The technology, in service of the mission

In the field, connectivity is the exception, not the rule. So offline is not a degraded mode—it is the default. All clinical functionality must operate without internet access. A worker can register a patient, capture observations, classify urgency, and log a follow-up with no signal at all; the network only matters later, for reconciliation.

Because the team is rarely online at once, the system is asynchronous by design: store-and-forward in both directions. Field observations move toward doctors and supervisors, while care plans, follow-up recommendations, and status changes move back toward the field.

• Local-first writes, delivered asynchronously with guaranteed eventual delivery
• Bidirectional sync — push to cloud, then pull doctor and supervisor changes back to the field
• Per-entity cursors so each table syncs independently
• Idempotent delivery via mutation keys — retries never duplicate records
• Optimistic concurrency via row versions — the server rejects stale writes and re-queues a merge
• Field-level conflict authority — each actor owns specific fields; observations are append-only

The sync engine is the most critical reliability layer in the system. It determines clinical continuity, data integrity, field usability, and scalability.

The program is the tenant and the security boundary. Every record belongs to a program; row-level security on every cloud table makes program membership the authorization boundary. This keeps each partner's data isolated and makes access decisions simple and auditable.

Access (what you can see) is program-scoped, while assignment (who is responsible for a case) is tracked separately—so visibility and responsibility never have to be the same thing.

The architecture reverses standard SaaS assumptions to keep authority where care happens.

The mobile device is the system of record. The cloud is a reconciliation layer.

Every actor works against a local database; the cloud reconciles those databases with one another. Patients are pseudonymous by default; a program can choose to sync real names, which row-level security keeps visible only to that program's own members—so local partners and communities retain ownership of the most sensitive data by construction.

AI is explicitly separated from clinical decision authority. Future capabilities act on structured data to reduce friction, never to make clinical calls.

• Case summarization
• Translation
• Triage suggestions
• Draft care plans for clinician review
• Population insights

AI acts on structured data, not raw decision authority. A licensed clinician always decides.

The data model is small, longitudinal, and append-friendly.

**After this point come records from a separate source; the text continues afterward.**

use crate::cli::Command;
use crate::config::Config;
use crate::images::{ImageAllowlist, ImageConfig};
use crate::probe::{ScopedConnection, run_probe};
use crate::utils::fmt_duration;
use anyhow::Context;
use std::process::ExitCode;
use tracing::{debug, error, info};
use yansi::Paint;

/// Main application struct holding the loaded configuration.
pub struct App {
    config: Config,
}

impl App {
    pub fn new(config: Config) -> Self {
        Self { config }
    }

    /// Run a single command to completion and map its result to an exit code.
    pub async fn run(self, command: Command) -> ExitCode {
        let result = match command {
            Command::Probe => Ok(self.probe().await),
            Command::Image { url } => self.check_image(&url),
            Command::Patterns => self.print_patterns(),
        };

        match result {
            Ok(code) => code,
            Err(e) => {
                error!(error = ?e, "command failed");
                ExitCode::FAILURE
            }
        }
    }

    /// Probe the database once.
    ///
    /// Every failure, including a missing or malformed `DATABASE_URL`, is
    /// logged by the probe itself and never changes the exit code.
    async fn probe(&self) -> ExitCode {
        let target = ScopedConnection::new(self.config.database_url.as_deref());
        let outcome = run_probe(target, self.config.probe_timeout).await;
        debug!(
            healthy = outcome.is_success(),
            elapsed = fmt_duration(outcome.elapsed()),
            "probe finished"
        );

        ExitCode::SUCCESS
    }

    fn load_allowlist(&self) -> Result<ImageAllowlist, anyhow::Error> {
        let path = &self.config.images_config;
        if !path.exists() {
            info!(path = %path.display(), "image config not found, using built-in allowlist");
        }

        let image_config = ImageConfig::load(path)
            .with_context(|| format!("Failed to load image config from {}", path.display()))?;
        ImageAllowlist::new(&image_config).context("Invalid image config")
    }

    fn check_image(&self, raw: &str) -> Result<ExitCode, anyhow::Error> {
        let allowlist = self.load_allowlist()?;

        match allowlist.admit(raw)? {
            Some(admission) => {
                info!(url = raw, via = %admission, "image allowed");
                println!("{} {raw} ({admission})", "allowed".green().bold());
                Ok(ExitCode::SUCCESS)
            }
            None => {
                info!(url = raw, "image rejected");
                println!("{} {raw}", "rejected".red().bold());
                Ok(ExitCode::FAILURE)
            }
        }
    }

    fn print_patterns(&self) -> Result<ExitCode, anyhow::Error> {
        let allowlist = self.load_allowlist()?;

        for pattern in allowlist.patterns() {
            println!("{} {pattern}", "pattern".cyan());
        }
        for domain in allowlist.domains() {
            println!("{} {domain}", "domain".cyan());
        }

        Ok(ExitCode::SUCCESS)
    }
}
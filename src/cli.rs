//! Command-line arguments.

use clap::{Parser, Subcommand, ValueEnum};

/// Database connectivity probe and remote image allowlist checker.
#[derive(Debug, Parser)]
#[command(version, about)]
pub struct Args {
    /// Log output format.
    #[arg(long, value_enum, default_value_t = TracingFormat::Pretty, global = true)]
    pub tracing: TracingFormat,

    #[command(subcommand)]
    pub command: Option<Command>,
}

#[derive(Debug, Clone, Copy, PartialEq, Eq, Default, ValueEnum)]
pub enum TracingFormat {
    /// Human-readable, compact output.
    #[default]
    Pretty,
    /// One JSON object per line.
    Json,
}

#[derive(Debug, Clone, PartialEq, Eq, Default, Subcommand)]
pub enum Command {
    /// Run `SELECT 1` against the configured database and exit.
    #[default]
    Probe,
    /// Check whether a remote image URL is admitted by the allowlist.
    Image {
        /// Absolute URL of the image.
        url: String,
    },
    /// Print the configured remote image patterns.
    Patterns,
}
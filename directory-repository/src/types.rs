//! Records returned by the store's write operations.

use uuid::Uuid;

/// The outcome of upserting one listing.
#[derive(Debug, Clone, PartialEq, Eq)]
pub struct PersistedListing {
    pub id: Uuid,
    /// The slug the listing was stored under, after any disambiguation.
    pub slug: String,
    /// True if the row was inserted rather than updated.
    pub created: bool,
}
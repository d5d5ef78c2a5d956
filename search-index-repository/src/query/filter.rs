//! Structured filter expressions.
//!
//! Filters are built as a list of typed clauses and turned into the search
//! engine's `filter_by` grammar by a single encoder, so values never reach the
//! query string without quoting.

/// Operator of a filter clause, carrying its operand.
#[derive(Debug, Clone, PartialEq)]
pub enum FilterOperator {
    /// Exact match on a string field.
    Equals(String),
    /// Set membership: the field matches any of the values.
    In(Vec<String>),
    /// Numeric lower bound, inclusive.
    AtLeast(f64),
    /// Geopoint within `radius_meters` of a point.
    WithinRadius {
        lat: f64,
        lng: f64,
        radius_meters: u64,
    },
}

/// A single `{field, operator, value}` filter clause.
#[derive(Debug, Clone, PartialEq)]
pub struct FilterClause {
    pub field: String,
    pub operator: FilterOperator,
}

impl FilterClause {
    pub fn equals(field: impl Into<String>, value: impl Into<String>) -> Self {
        Self {
            field: field.into(),
            operator: FilterOperator::Equals(value.into()),
        }
    }

    pub fn in_list(field: impl Into<String>, values: Vec<String>) -> Self {
        Self {
            field: field.into(),
            operator: FilterOperator::In(values),
        }
    }

    pub fn at_least(field: impl Into<String>, value: f64) -> Self {
        Self {
            field: field.into(),
            operator: FilterOperator::AtLeast(value),
        }
    }

    pub fn within_radius(field: impl Into<String>, lat: f64, lng: f64, radius_meters: u64) -> Self {
        Self {
            field: field.into(),
            operator: FilterOperator::WithinRadius {
                lat,
                lng,
                radius_meters,
            },
        }
    }

    /// Render this clause in `filter_by` syntax.
    pub fn encode(&self) -> String {
        match &self.operator {
            FilterOperator::Equals(value) => format!("{}:={}", self.field, quote(value)),
            FilterOperator::In(values) => {
                let quoted: Vec<String> = values.iter().map(|v| quote(v)).collect();
                format!("{}:=[{}]", self.field, quoted.join(","))
            }
            FilterOperator::AtLeast(value) => format!("{}:>={}", self.field, value),
            FilterOperator::WithinRadius {
                lat,
                lng,
                radius_meters,
            } => format!("{}:({}, {}, {} m)", self.field, lat, lng, radius_meters),
        }
    }
}

/// Wrap a string operand in backticks, dropping any backtick inside it.
///
/// Backtick quoting lets values contain `,` `:` `&&` `[` `]` and spaces.
fn quote(value: &str) -> String {
    let cleaned: String = value.chars().filter(|&c| c != '`').collect();
    format!("`{}`", cleaned)
}

/// A conjunction of filter clauses.
#[derive(Debug, Clone, Default, PartialEq)]
pub struct FilterExpression {
    clauses: Vec<FilterClause>,
}

impl FilterExpression {
    pub fn new() -> Self {
        Self::default()
    }

    /// Add a clause.
    ///
    /// Set-membership clauses with no values are dropped, since an empty set
    /// would match nothing.
    pub fn and(mut self, clause: FilterClause) -> Self {
        if let FilterOperator::In(ref values) = clause.operator {
            if values.is_empty() {
                return self;
            }
        }
        self.clauses.push(clause);
        self
    }

    /// Add a clause if one is given.
    pub fn and_maybe(self, clause: Option<FilterClause>) -> Self {
        match clause {
            Some(clause) => self.and(clause),
            None => self,
        }
    }

    pub fn clauses(&self) -> &[FilterClause] {
        &self.clauses
    }

    pub fn is_empty(&self) -> bool {
        self.clauses.is_empty()
    }

    /// Render the whole expression, joining clauses with `&&`.
    ///
    /// Returns `None` for an empty expression so that no `filter_by` is sent.
    pub fn encode(&self) -> Option<String> {
        if self.clauses.is_empty() {
            return None;
        }
        Some(
            self.clauses
                .iter()
                .map(FilterClause::encode)
                .collect::<Vec<_>>()
                .join(" && "),
        )
    }
}

#[cfg(test)]
mod tests {
    use super::*;

    #[test]
    fn test_encode_each_operator() {
        assert_eq!(FilterClause::equals("city", "Miami").encode(), "city:=`Miami`");
        assert_eq!(
            FilterClause::in_list("brands", vec!["Allergan".into(), "Galderma".into()]).encode(),
            "brands:=[`Allergan`,`Galderma`]"
        );
        assert_eq!(FilterClause::at_least("rating", 4.0).encode(), "rating:>=4");
        assert_eq!(FilterClause::at_least("rating", 4.5).encode(), "rating:>=4.5");
        assert_eq!(
            FilterClause::within_radius("location", 30.27, -97.74, 24000).encode(),
            "location:(30.27, -97.74, 24000 m)"
        );
    }

    #[test]
    fn test_structural_characters_stay_inside_quotes() {
        let clause = FilterClause::in_list(
            "categories",
            vec!["botox, fillers".into(), "a]&&city:=`x`".into()],
        );
        assert_eq!(clause.encode(), "categories:=[`botox, fillers`,`a]&&city:=x`]");
    }

    #[test]
    fn test_empty_in_list_is_dropped() {
        let expr = FilterExpression::new()
            .and(FilterClause::in_list("brands", vec![]))
            .and_maybe(None);
        assert!(expr.is_empty());
        assert_eq!(expr.encode(), None);
    }

    #[test]
    fn test_clauses_are_conjoined() {
        let expr = FilterExpression::new()
            .and(FilterClause::equals("city", "miami"))
            .and(FilterClause::at_least("rating", 4.0));
        assert_eq!(expr.encode().unwrap(), "city:=`miami` && rating:>=4");
        assert_eq!(expr.clauses().len(), 2);
    }
}
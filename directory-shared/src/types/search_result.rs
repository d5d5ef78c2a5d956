//! Search result types for the directory.
//!
//! This module defines the response structures returned from search operations.

use serde::{Deserialize, Serialize};

use super::listing_document::ListingDocument;

/// A single search hit wrapping the projected document.
#[derive(Debug, Clone, Serialize, Deserialize, PartialEq)]
#[serde(rename_all = "camelCase")]
pub struct SearchHit {
    pub document: ListingDocument,

    /// Text-match score from the search engine. Higher is a better match.
    #[serde(default)]
    pub text_match: u64,
}

/// Count of documents sharing one facet value.
#[derive(Debug, Clone, Serialize, Deserialize, PartialEq, Eq)]
pub struct FacetValueCount {
    pub value: String,
    pub count: u64,
}

/// Value counts for one faceted field.
#[derive(Debug, Clone, Serialize, Deserialize, PartialEq, Eq)]
#[serde(rename_all = "camelCase")]
pub struct FacetCount {
    pub field_name: String,
    pub counts: Vec<FacetValueCount>,
}

/// Complete search response with hits and metadata.
#[derive(Debug, Clone, Serialize, Deserialize, PartialEq)]
#[serde(rename_all = "camelCase")]
pub struct SearchResponse {
    /// Total number of matching documents.
    /// May be greater than the number of returned hits due to pagination.
    pub found: u64,

    pub page: u32,

    /// Hits in ranked order.
    pub hits: Vec<SearchHit>,

    #[serde(default)]
    pub facet_counts: Vec<FacetCount>,

    /// Time taken to execute the search in milliseconds.
    #[serde(default)]
    pub search_time_ms: u64,
}

impl SearchResponse {
    /// Create an empty search response for the given page.
    pub fn empty(page: u32) -> Self {
        Self {
            found: 0,
            page,
            hits: Vec::new(),
            facet_counts: Vec::new(),
            search_time_ms: 0,
        }
    }

    /// Returns true if there are no hits.
    pub fn is_empty(&self) -> bool {
        self.hits.is_empty()
    }

    /// Returns the number of hits in this response.
    pub fn len(&self) -> usize {
        self.hits.len()
    }

    /// Slugs of the hits, in ranked order.
    pub fn slugs(&self) -> Vec<&str> {
        self.hits.iter().map(|h| h.document.slug.as_str()).collect()
    }

    /// The value counts for one faceted field, if the engine returned them.
    pub fn facet(&self, field_name: &str) -> Option<&FacetCount> {
        self.facet_counts.iter().find(|f| f.field_name == field_name)
    }
}
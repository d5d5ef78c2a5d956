//! Loader module: rebuilds the search mirror from the relational store.

use std::sync::Arc;

use directory_repository::ListingRepository;
use directory_shared::ListingDocument;
use search_index_repository::SearchIndexService;
use serde::Serialize;
use tracing::{debug, error, info, instrument, warn};

use crate::errors::IngestError;

/// Default number of listings read from the store per page.
pub const DEFAULT_REINDEX_PAGE_SIZE: usize = 500;

/// Outcome of one full reindex sweep.
#[derive(Debug, Clone, Default, PartialEq, Eq, Serialize)]
#[serde(rename_all = "camelCase")]
pub struct ReindexReport {
    /// Listings read from the store.
    pub listings_seen: usize,
    /// Documents the search engine accepted.
    pub documents_imported: usize,
    /// Documents the search engine rejected.
    pub documents_failed: usize,
}

/// Rebuilds the search mirror with a full sweep over every listing.
///
/// The sweep is idempotent: documents are upserted by listing id, so running it
/// twice over unchanged data leaves the mirror unchanged.
pub struct IndexMirrorBuilder {
    listings: Arc<dyn ListingRepository>,
    search: Arc<SearchIndexService>,
    page_size: usize,
}

impl IndexMirrorBuilder {
    pub fn new(listings: Arc<dyn ListingRepository>, search: Arc<SearchIndexService>) -> Self {
        Self::with_page_size(listings, search, DEFAULT_REINDEX_PAGE_SIZE)
    }

    pub fn with_page_size(
        listings: Arc<dyn ListingRepository>,
        search: Arc<SearchIndexService>,
        page_size: usize,
    ) -> Self {
        Self {
            listings,
            search,
            page_size: page_size.max(1),
        }
    }

    /// Run one sweep.
    ///
    /// Ensures the collection exists, then reads listings page by page and
    /// imports their documents. Documents rejected by the engine are counted
    /// and logged; store or transport failures abort the sweep.
    #[instrument(skip(self))]
    pub async fn rebuild(&self) -> Result<ReindexReport, IngestError> {
        self.search.ensure_collection().await.map_err(|e| {
            error!(error = %e, "Failed to ensure search collection");
            IngestError::from(e)
        })?;

        let mut report = ReindexReport::default();
        let mut after = None;

        loop {
            let page = self.listings.list_listings_page(after, self.page_size).await?;
            if page.is_empty() {
                break;
            }
            after = page.last().map(|l| l.listing.id);

            let documents: Vec<ListingDocument> =
                page.iter().map(ListingDocument::from_listing).collect();
            let summary = self.search.import_documents(&documents).await?;

            for failure in summary.failures() {
                if let Some(ref err) = failure.error {
                    warn!(document_id = %failure.document_id, error = %err, "Document rejected by search index");
                }
            }

            report.listings_seen += page.len();
            report.documents_imported += summary.succeeded;
            report.documents_failed += summary.failed;
            debug!(page = page.len(), seen = report.listings_seen, "Indexed listing page");

            if page.len() < self.page_size {
                break;
            }
        }

        info!(
            listings_seen = report.listings_seen,
            documents_imported = report.documents_imported,
            documents_failed = report.documents_failed,
            "Reindex sweep complete"
        );
        Ok(report)
    }
}

#[cfg(test)]
mod tests {
    use super::*;
    use directory_repository::InMemoryListingRepository;
    use directory_shared::types::listing::DEFAULT_COUNTRY;
    use directory_shared::{CategorySeed, IngestChangeset, ListingUpsert};
    use search_index_repository::{InMemorySearchProvider, SearchIndexProvider};

    fn search_service(provider: &Arc<InMemorySearchProvider>) -> Arc<SearchIndexService> {
        Arc::new(SearchIndexService::new(Box::new(provider.clone())))
    }

    fn upsert(slug: &str, categories: &[&str]) -> ListingUpsert {
        ListingUpsert {
            slug: slug.to_string(),
            slug_derived: false,
            name: slug.to_string(),
            website: None,
            description: None,
            phone: None,
            email: None,
            address: None,
            city: "Austin".to_string(),
            state: "TX".to_string(),
            postal_code: "78701".to_string(),
            country: DEFAULT_COUNTRY.to_string(),
            lat: None,
            lng: None,
            rating: None,
            review_count: None,
            brands: vec![],
            financing: vec![],
            categories: Some(categories.iter().map(|s| s.to_string()).collect()),
        }
    }

    async fn seeded_store(count: usize) -> Arc<InMemoryListingRepository> {
        let store = Arc::new(InMemoryListingRepository::new());
        store
            .persist_changeset(&IngestChangeset {
                categories: vec![CategorySeed::from_slug("a"), CategorySeed::from_slug("b")],
                listings: (0..count)
                    .map(|i| {
                        let categories: &[&str] = if i % 2 == 0 { &["b", "a"] } else { &["a"] };
                        upsert(&format!("spa-{}", i), categories)
                    })
                    .collect(),
            })
            .await
            .unwrap();
        store
    }

    #[tokio::test]
    async fn test_sweep_mirrors_every_listing() {
        let store = seeded_store(7).await;
        let provider = Arc::new(InMemorySearchProvider::new());
        let service = search_service(&provider);
        let builder = IndexMirrorBuilder::with_page_size(store.clone(), service, 3);

        let report = builder.rebuild().await.unwrap();

        assert_eq!(report.listings_seen, 7);
        assert_eq!(report.documents_imported, 7);
        assert_eq!(report.documents_failed, 0);
        assert!(provider.collection_ready());
        assert_eq!(provider.document_count().await.unwrap(), store.count_listings().await.unwrap());

        for doc in provider.documents().await {
            let stored = store.get_listing(&doc.slug).await.unwrap().unwrap();
            assert_eq!(doc.categories, stored.categories);
            assert_eq!(doc.id, stored.listing.id.to_string());
        }
    }

    #[tokio::test]
    async fn test_sweep_is_idempotent() {
        let store = seeded_store(4).await;
        let provider = Arc::new(InMemorySearchProvider::new());
        let service = search_service(&provider);
        let builder = IndexMirrorBuilder::new(store, service);

        builder.rebuild().await.unwrap();
        let before = provider.documents().await;
        builder.rebuild().await.unwrap();

        assert_eq!(before, provider.documents().await);
    }

    #[tokio::test]
    async fn test_empty_store_and_unavailable_index() {
        let store = Arc::new(InMemoryListingRepository::new());
        let provider = Arc::new(InMemorySearchProvider::new());
        let service = search_service(&provider);
        let builder = IndexMirrorBuilder::new(store, service);

        assert_eq!(builder.rebuild().await.unwrap(), ReindexReport::default());

        provider.set_fail(true);
        let err = builder.rebuild().await.unwrap_err();
        assert_eq!(err.kind(), crate::errors::ErrorKind::Downstream);
    }
}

• Program — tenant and security boundary
• Patient — pseudonymous longitudinal entity
• Case — episode of care, with an assignment and status lifecycle
• Observation — append-only clinical data point
• Attachment — encrypted media evidence (EXIF/GPS stripped, AES-256-GCM)
• Care plan — doctor output
• Follow-up — temporal continuity node
• Case event — immutable activity and audit record

The unit of truth is the patient timeline, not the individual visit.

• Program-scoped multi-tenancy with row-level security on every cloud table
• Role-based, least-privilege access (field worker, doctor, supervisor, admin)
• Pseudonymous identifiers by default; optional real names sync only when a program enables them, protected by row-level security
• Server-side audit log written on successful sync
• Program-scoped attachment encryption so authorized reviewers can decrypt field photos
• Remote device wipe if a phone is lost or seized

The full privacy rationale is on the Data Ethics & Privacy page.

This system is not:

• Telemedicine
• An EMR replacement
• An appointment system

It is:

A triage-driven, offline-first clinical coordination infrastructure designed for longitudinal care in resource-constrained environments—technology in service of continuity, not a substitute for it.